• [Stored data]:
=====

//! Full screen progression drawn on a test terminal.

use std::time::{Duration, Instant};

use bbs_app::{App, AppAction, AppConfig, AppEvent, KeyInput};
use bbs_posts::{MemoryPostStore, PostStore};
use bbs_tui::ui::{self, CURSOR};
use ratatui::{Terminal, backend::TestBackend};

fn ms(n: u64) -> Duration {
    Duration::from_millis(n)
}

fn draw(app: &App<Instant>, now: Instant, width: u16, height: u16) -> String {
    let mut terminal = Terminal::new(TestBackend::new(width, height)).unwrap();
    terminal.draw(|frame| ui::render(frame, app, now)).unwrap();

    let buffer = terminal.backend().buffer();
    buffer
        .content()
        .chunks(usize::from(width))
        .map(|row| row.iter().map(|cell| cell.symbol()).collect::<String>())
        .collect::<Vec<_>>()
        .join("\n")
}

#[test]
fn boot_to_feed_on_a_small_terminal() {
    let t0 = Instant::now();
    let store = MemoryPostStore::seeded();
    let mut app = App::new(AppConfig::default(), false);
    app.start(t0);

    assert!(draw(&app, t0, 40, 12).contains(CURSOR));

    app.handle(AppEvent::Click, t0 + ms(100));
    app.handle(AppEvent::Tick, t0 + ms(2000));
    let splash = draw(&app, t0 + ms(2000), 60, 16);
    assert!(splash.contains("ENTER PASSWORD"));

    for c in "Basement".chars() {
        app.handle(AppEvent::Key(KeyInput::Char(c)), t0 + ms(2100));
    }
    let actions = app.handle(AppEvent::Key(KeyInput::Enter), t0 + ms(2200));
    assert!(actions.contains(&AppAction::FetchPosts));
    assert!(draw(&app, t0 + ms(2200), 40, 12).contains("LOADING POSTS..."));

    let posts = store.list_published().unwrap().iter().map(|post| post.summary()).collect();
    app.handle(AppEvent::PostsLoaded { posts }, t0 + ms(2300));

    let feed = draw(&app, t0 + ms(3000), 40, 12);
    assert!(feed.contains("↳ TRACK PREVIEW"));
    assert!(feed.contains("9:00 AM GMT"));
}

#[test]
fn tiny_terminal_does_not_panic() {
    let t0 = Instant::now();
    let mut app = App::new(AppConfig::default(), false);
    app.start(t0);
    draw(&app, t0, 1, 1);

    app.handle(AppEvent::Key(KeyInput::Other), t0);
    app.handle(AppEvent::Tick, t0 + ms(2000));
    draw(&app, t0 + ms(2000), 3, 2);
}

=====

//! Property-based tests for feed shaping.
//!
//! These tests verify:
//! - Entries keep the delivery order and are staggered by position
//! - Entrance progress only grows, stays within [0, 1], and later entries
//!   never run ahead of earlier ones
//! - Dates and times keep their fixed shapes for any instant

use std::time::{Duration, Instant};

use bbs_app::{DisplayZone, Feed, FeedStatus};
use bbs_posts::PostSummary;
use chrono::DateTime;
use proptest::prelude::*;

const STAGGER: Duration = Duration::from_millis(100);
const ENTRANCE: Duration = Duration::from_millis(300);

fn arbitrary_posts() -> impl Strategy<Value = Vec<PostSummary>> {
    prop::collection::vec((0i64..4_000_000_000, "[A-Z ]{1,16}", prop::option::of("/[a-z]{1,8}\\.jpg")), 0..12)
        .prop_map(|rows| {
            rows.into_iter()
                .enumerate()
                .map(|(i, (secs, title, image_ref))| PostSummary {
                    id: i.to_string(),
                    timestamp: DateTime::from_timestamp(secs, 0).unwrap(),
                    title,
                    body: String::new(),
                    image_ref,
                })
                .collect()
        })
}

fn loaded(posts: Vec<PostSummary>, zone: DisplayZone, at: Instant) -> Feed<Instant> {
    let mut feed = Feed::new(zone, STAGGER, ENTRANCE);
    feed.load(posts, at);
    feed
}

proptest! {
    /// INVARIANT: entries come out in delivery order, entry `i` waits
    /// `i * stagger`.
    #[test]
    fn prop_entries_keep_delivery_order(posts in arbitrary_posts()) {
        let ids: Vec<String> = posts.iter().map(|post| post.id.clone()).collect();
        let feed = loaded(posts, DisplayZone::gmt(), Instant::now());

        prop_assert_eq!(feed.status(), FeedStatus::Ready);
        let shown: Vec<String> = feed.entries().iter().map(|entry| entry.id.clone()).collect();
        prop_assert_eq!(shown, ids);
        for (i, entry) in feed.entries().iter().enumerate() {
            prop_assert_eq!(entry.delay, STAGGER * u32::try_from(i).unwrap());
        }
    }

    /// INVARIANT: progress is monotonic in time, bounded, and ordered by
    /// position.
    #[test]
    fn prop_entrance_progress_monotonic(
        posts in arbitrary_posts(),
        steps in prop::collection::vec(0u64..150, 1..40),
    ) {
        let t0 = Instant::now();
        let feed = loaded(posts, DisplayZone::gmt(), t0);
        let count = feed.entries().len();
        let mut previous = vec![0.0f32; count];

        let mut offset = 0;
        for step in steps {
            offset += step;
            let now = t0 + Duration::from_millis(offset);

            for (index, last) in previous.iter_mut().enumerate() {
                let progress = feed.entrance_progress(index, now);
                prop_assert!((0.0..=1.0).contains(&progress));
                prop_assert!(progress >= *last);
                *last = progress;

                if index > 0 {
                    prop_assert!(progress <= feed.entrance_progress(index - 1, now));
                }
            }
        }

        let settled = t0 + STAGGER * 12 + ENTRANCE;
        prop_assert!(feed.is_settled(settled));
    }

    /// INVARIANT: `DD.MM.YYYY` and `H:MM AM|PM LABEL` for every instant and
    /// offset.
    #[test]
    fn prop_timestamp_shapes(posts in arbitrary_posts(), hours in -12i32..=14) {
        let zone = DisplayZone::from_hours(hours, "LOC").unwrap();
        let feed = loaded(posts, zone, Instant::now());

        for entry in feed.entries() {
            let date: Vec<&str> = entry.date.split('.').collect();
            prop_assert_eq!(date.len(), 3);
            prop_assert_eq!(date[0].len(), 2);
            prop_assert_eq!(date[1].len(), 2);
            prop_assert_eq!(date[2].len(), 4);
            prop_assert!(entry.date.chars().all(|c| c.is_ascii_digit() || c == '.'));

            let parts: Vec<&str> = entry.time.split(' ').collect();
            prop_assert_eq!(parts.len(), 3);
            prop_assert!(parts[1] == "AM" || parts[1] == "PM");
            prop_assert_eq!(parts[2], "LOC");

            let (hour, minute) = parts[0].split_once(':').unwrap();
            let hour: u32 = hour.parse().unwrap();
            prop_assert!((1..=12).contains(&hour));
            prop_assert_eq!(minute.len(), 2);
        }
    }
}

=====

• [Exercise instructions]: Set aside each line above that includes the string "minute" and report it.

• [Result of this exercise]:
            let (hour, minute) = parts[0].split_once(':').unwrap();
            prop_assert_eq!(minute.len(), 2);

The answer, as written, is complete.